**Stored items from a collection**:

────────

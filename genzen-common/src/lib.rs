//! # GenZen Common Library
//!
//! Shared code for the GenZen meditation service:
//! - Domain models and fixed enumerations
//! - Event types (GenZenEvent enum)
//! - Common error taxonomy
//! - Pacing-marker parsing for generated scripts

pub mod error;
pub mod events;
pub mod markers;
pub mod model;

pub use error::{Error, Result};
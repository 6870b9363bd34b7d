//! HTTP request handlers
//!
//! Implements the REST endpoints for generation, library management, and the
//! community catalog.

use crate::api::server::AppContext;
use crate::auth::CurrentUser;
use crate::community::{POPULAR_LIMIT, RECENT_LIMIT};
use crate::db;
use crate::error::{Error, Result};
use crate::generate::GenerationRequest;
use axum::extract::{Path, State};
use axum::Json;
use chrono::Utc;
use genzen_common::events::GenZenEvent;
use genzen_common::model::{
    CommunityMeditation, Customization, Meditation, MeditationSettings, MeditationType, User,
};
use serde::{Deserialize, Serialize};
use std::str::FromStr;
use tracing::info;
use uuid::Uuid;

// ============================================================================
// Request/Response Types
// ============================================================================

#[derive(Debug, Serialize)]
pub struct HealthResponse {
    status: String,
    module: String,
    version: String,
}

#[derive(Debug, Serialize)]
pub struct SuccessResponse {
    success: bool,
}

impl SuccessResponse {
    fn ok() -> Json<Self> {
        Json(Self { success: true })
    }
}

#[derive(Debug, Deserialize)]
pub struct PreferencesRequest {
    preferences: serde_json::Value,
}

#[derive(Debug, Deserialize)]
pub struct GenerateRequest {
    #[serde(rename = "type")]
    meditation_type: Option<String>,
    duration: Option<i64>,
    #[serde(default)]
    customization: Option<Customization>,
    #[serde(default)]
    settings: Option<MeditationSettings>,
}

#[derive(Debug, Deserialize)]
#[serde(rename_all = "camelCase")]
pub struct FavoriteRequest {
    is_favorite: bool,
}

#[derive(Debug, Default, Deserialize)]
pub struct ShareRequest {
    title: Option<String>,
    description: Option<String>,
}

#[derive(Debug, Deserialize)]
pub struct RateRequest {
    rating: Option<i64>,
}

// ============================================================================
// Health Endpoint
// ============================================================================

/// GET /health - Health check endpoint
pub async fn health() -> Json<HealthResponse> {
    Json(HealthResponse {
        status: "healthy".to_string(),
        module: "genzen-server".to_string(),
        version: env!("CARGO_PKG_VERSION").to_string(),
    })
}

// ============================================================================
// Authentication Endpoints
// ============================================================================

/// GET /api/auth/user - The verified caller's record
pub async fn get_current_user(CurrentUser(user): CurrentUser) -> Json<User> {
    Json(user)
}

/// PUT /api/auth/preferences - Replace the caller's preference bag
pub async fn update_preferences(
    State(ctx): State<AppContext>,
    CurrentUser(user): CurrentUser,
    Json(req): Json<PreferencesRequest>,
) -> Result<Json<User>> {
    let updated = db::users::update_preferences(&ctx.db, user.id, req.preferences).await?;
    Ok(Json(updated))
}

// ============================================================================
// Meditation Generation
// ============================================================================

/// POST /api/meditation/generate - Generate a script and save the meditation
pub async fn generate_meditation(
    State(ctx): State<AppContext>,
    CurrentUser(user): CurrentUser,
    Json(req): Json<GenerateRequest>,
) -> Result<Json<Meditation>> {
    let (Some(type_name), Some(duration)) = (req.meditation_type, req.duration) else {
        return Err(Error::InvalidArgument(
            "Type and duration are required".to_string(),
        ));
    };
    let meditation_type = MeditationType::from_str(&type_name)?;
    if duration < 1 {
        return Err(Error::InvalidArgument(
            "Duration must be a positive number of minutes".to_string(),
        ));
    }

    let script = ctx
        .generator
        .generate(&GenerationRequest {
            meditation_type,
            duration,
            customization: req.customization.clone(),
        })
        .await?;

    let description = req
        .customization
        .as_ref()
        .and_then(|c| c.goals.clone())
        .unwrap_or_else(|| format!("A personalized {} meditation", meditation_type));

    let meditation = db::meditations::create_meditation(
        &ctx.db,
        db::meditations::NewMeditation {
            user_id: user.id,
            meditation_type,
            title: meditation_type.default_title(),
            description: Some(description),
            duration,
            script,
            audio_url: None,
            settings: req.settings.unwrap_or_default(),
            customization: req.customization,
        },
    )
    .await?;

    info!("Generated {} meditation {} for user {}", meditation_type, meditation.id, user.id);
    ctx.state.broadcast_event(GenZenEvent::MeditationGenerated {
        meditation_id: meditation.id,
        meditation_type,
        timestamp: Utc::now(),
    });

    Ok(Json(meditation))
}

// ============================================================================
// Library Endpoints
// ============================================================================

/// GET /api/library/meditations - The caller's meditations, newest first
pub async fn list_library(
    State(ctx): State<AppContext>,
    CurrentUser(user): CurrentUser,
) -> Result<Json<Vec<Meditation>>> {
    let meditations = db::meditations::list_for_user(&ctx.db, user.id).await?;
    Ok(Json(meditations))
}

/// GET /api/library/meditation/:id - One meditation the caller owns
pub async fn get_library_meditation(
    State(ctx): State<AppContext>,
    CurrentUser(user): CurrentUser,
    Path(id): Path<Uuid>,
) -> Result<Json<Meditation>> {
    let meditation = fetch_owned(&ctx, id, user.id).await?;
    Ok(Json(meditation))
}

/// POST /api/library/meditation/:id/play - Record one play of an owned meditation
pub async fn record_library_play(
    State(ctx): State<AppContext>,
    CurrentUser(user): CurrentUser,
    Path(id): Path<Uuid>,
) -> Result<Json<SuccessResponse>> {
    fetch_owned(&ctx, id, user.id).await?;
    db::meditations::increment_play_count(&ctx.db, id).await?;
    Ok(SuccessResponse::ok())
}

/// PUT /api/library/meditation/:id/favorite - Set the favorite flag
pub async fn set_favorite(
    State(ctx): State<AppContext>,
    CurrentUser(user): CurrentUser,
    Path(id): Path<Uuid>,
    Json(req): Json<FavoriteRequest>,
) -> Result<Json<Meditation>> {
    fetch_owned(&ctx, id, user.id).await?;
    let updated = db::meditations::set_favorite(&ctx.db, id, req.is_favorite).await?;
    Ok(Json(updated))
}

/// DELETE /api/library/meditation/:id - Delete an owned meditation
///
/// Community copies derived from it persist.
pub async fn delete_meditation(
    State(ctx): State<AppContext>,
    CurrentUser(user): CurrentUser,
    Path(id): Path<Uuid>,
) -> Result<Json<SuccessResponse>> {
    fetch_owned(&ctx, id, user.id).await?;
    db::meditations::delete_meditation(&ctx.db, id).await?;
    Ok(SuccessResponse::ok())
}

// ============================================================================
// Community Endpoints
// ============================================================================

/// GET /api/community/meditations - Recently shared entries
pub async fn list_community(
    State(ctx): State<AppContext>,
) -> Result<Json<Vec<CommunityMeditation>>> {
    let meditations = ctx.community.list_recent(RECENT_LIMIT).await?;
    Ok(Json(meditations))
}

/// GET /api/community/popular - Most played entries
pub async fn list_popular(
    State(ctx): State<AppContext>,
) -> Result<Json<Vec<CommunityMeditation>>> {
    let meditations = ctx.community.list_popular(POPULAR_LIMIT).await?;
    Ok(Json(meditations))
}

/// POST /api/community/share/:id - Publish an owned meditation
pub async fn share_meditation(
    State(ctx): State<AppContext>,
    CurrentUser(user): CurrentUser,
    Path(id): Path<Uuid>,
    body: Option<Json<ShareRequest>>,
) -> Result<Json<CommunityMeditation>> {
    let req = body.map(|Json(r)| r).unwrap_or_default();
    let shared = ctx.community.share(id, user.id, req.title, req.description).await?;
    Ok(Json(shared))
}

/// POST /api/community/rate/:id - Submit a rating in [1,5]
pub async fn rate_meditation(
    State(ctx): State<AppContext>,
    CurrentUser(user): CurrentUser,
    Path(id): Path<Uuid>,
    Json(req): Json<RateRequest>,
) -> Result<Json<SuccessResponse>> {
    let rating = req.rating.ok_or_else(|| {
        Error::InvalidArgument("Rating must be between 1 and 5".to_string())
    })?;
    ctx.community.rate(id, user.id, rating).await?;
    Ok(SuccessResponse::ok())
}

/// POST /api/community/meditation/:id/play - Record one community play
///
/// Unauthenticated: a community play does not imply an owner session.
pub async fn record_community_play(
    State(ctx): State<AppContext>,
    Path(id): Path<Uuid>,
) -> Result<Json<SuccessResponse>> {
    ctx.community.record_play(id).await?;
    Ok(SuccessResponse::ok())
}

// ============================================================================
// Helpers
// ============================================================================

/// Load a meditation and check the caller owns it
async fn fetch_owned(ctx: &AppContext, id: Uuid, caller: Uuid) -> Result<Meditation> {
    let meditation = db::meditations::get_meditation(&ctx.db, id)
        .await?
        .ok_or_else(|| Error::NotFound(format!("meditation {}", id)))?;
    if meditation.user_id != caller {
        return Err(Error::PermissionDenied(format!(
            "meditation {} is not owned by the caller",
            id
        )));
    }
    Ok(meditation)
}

────────

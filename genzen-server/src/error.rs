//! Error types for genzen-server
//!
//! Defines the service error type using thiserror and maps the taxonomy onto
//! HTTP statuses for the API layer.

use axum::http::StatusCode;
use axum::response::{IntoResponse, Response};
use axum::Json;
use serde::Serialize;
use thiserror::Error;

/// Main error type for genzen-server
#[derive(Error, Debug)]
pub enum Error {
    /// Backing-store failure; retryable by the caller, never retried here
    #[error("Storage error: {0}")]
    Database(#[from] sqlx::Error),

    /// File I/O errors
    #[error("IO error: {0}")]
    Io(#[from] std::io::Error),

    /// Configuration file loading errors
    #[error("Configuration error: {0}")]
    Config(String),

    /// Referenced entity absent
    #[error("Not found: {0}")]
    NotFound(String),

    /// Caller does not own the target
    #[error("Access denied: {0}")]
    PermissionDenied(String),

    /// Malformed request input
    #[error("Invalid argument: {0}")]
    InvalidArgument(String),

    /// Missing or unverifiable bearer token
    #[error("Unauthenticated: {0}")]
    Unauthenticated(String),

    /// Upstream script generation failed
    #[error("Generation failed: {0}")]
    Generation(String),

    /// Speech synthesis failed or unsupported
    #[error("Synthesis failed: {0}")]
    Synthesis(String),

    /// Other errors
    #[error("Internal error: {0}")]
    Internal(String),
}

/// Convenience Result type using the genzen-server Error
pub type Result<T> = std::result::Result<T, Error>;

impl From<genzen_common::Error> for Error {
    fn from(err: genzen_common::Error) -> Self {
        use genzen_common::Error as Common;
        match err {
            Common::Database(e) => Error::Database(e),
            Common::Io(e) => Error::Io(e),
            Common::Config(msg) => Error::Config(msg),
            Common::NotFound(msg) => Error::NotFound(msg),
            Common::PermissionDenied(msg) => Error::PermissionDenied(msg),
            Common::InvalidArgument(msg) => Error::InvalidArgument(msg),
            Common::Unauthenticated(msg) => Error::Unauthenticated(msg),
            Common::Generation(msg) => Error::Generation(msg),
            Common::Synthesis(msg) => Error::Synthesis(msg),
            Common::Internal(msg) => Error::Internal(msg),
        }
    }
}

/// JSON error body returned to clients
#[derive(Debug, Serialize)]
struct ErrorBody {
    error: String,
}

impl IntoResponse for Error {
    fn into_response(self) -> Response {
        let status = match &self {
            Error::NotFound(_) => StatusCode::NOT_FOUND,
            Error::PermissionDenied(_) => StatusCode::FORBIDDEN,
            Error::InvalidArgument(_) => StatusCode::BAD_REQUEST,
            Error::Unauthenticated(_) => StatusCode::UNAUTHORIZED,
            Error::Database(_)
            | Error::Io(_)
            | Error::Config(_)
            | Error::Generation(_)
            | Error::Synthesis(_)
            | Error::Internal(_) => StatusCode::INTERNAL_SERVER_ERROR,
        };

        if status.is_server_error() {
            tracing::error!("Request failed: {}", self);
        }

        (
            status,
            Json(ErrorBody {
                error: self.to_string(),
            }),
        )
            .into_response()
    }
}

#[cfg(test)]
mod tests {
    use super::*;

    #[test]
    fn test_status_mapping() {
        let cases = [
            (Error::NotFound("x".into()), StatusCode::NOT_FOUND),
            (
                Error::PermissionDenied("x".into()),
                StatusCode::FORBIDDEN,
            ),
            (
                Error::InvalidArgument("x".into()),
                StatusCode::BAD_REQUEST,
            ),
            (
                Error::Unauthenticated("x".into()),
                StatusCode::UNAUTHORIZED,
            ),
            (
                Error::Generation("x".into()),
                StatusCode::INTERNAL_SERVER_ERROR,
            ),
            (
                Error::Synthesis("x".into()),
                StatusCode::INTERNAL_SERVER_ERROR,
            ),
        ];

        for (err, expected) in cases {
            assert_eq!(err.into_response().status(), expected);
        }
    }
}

────────

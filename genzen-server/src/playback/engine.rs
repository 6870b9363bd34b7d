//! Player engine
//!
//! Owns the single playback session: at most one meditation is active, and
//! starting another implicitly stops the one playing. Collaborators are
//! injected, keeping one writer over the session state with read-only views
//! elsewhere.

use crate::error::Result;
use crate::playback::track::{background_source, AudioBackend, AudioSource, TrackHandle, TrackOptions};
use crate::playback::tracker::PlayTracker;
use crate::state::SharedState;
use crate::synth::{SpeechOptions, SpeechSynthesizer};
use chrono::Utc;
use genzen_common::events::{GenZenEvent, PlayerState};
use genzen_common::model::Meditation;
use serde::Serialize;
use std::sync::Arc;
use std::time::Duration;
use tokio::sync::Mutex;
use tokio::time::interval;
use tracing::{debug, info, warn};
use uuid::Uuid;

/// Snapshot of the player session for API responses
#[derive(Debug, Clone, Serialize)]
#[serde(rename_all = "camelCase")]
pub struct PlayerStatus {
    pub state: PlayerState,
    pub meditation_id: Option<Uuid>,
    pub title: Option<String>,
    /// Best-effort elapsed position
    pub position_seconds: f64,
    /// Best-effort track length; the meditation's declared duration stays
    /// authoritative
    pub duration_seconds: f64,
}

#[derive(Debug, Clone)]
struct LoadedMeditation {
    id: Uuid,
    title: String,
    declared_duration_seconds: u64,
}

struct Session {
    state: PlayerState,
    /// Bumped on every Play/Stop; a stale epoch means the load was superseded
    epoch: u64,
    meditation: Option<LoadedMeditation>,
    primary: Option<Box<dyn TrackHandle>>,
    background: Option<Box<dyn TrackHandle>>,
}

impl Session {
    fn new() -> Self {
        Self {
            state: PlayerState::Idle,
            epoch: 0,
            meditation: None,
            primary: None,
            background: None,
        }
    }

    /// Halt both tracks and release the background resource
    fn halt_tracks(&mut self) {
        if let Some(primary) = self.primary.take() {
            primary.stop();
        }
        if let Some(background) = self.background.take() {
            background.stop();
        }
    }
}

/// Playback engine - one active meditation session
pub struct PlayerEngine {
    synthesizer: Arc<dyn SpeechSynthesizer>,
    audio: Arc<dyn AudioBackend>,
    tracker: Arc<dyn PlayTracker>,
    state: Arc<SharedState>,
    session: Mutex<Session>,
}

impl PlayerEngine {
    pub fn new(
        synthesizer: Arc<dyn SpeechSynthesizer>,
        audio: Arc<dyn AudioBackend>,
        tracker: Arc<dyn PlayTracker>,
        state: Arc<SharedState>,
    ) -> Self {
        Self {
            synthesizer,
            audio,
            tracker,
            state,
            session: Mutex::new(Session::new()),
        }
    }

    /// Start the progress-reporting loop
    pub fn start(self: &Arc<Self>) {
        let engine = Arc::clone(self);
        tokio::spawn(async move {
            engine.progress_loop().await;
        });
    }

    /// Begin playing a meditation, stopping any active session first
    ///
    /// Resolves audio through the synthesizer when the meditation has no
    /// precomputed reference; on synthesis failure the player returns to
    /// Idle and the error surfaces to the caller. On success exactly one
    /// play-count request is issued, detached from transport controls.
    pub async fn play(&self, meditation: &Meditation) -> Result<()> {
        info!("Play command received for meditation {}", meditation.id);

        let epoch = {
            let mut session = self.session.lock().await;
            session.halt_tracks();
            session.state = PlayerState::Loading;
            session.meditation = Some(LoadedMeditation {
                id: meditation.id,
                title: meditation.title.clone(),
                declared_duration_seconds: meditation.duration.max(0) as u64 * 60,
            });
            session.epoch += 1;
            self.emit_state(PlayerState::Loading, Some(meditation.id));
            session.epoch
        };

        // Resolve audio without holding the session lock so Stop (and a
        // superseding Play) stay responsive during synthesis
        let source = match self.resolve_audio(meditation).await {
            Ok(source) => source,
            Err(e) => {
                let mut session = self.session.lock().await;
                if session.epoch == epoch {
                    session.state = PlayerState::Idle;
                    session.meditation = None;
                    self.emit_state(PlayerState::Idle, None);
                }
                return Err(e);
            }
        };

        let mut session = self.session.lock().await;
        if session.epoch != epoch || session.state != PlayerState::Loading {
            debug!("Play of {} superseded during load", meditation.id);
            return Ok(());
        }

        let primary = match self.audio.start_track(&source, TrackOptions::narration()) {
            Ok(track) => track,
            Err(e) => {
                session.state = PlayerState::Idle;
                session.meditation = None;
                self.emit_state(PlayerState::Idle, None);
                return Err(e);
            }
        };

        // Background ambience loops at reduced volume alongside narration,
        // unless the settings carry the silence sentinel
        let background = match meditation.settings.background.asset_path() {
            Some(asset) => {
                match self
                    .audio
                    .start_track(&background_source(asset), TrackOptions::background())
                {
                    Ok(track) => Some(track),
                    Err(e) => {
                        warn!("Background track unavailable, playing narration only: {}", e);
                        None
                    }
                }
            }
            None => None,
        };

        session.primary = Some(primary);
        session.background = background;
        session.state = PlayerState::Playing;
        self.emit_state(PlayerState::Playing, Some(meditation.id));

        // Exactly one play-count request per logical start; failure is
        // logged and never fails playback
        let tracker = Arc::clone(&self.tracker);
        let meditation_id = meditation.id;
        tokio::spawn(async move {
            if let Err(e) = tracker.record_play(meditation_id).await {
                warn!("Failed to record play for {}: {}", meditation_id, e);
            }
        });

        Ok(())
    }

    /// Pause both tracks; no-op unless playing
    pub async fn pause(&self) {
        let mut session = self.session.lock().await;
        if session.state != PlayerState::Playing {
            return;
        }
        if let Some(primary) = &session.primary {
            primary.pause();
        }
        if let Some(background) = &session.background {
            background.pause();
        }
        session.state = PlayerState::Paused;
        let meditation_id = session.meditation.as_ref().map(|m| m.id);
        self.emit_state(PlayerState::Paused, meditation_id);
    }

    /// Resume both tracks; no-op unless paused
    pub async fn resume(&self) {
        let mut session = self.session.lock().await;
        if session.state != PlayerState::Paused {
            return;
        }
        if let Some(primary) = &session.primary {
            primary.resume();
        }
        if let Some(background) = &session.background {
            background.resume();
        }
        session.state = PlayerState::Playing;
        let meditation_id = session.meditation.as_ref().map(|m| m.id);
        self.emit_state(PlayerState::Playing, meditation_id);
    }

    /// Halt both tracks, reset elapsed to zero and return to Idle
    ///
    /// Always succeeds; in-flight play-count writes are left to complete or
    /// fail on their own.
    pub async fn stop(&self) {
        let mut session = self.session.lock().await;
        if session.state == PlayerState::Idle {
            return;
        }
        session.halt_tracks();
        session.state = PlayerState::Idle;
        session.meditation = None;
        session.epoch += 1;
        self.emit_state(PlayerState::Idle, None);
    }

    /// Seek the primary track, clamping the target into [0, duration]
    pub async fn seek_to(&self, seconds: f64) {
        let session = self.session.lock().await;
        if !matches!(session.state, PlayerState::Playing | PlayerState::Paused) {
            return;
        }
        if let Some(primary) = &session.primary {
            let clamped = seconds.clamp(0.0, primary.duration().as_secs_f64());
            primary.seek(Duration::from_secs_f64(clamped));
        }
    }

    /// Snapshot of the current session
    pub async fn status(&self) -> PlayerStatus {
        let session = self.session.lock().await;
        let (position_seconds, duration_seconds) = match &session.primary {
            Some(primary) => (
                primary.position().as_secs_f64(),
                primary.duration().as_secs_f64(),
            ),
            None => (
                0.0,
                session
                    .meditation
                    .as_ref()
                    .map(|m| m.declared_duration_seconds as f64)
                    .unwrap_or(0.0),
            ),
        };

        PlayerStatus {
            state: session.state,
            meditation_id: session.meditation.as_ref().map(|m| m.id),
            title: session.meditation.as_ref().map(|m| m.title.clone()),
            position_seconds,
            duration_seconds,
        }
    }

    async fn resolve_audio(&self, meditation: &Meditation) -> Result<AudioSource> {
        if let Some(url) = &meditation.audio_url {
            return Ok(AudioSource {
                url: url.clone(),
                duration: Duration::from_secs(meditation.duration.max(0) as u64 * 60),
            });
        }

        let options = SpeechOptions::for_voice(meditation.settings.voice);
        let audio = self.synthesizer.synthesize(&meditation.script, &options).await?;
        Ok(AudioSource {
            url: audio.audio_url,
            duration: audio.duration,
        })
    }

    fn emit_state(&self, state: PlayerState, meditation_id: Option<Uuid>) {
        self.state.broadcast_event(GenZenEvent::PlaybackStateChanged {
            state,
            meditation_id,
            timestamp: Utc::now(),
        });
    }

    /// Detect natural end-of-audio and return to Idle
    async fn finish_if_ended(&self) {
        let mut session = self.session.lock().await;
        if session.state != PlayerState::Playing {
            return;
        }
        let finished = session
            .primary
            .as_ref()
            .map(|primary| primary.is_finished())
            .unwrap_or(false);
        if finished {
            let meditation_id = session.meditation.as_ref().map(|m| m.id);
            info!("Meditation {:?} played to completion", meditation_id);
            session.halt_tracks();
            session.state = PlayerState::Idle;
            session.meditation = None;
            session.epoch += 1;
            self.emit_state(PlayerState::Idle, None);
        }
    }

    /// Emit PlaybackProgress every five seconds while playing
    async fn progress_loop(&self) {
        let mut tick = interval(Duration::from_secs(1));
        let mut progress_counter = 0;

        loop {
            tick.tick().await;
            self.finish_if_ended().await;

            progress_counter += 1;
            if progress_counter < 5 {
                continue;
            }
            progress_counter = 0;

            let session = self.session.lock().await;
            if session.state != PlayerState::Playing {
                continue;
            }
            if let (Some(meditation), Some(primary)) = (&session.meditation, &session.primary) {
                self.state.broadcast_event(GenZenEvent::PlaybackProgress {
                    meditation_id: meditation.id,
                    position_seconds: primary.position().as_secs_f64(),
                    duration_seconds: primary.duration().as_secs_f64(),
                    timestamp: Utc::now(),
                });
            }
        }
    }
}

────────

**WHAT IS BEING ASKED**: The response must hold only the lines above from the line with "filename genzen-common/src/lib.rs" through the line with "use crate::generate::GenerationRequest;", each copied exactly, both ends kept.

**RESULT OF THIS TASK**:
filename genzen-common/src/lib.rs
//! # GenZen Common Library
//!
//! Shared code for the GenZen meditation service:
//! - Domain models and fixed enumerations
//! - Event types (GenZenEvent enum)
//! - Common error taxonomy
//! - Pacing-marker parsing for generated scripts

pub mod error;
pub mod events;
pub mod markers;
pub mod model;

pub use error::{Error, Result};
repository 6870b9363bd34b7d
//! HTTP request handlers
//!
//! Implements the REST endpoints for generation, library management, and the
//! community catalog.

use crate::api::server::AppContext;
use crate::auth::CurrentUser;
use crate::community::{POPULAR_LIMIT, RECENT_LIMIT};
use crate::db;
use crate::error::{Error, Result};
use crate::generate::GenerationRequest;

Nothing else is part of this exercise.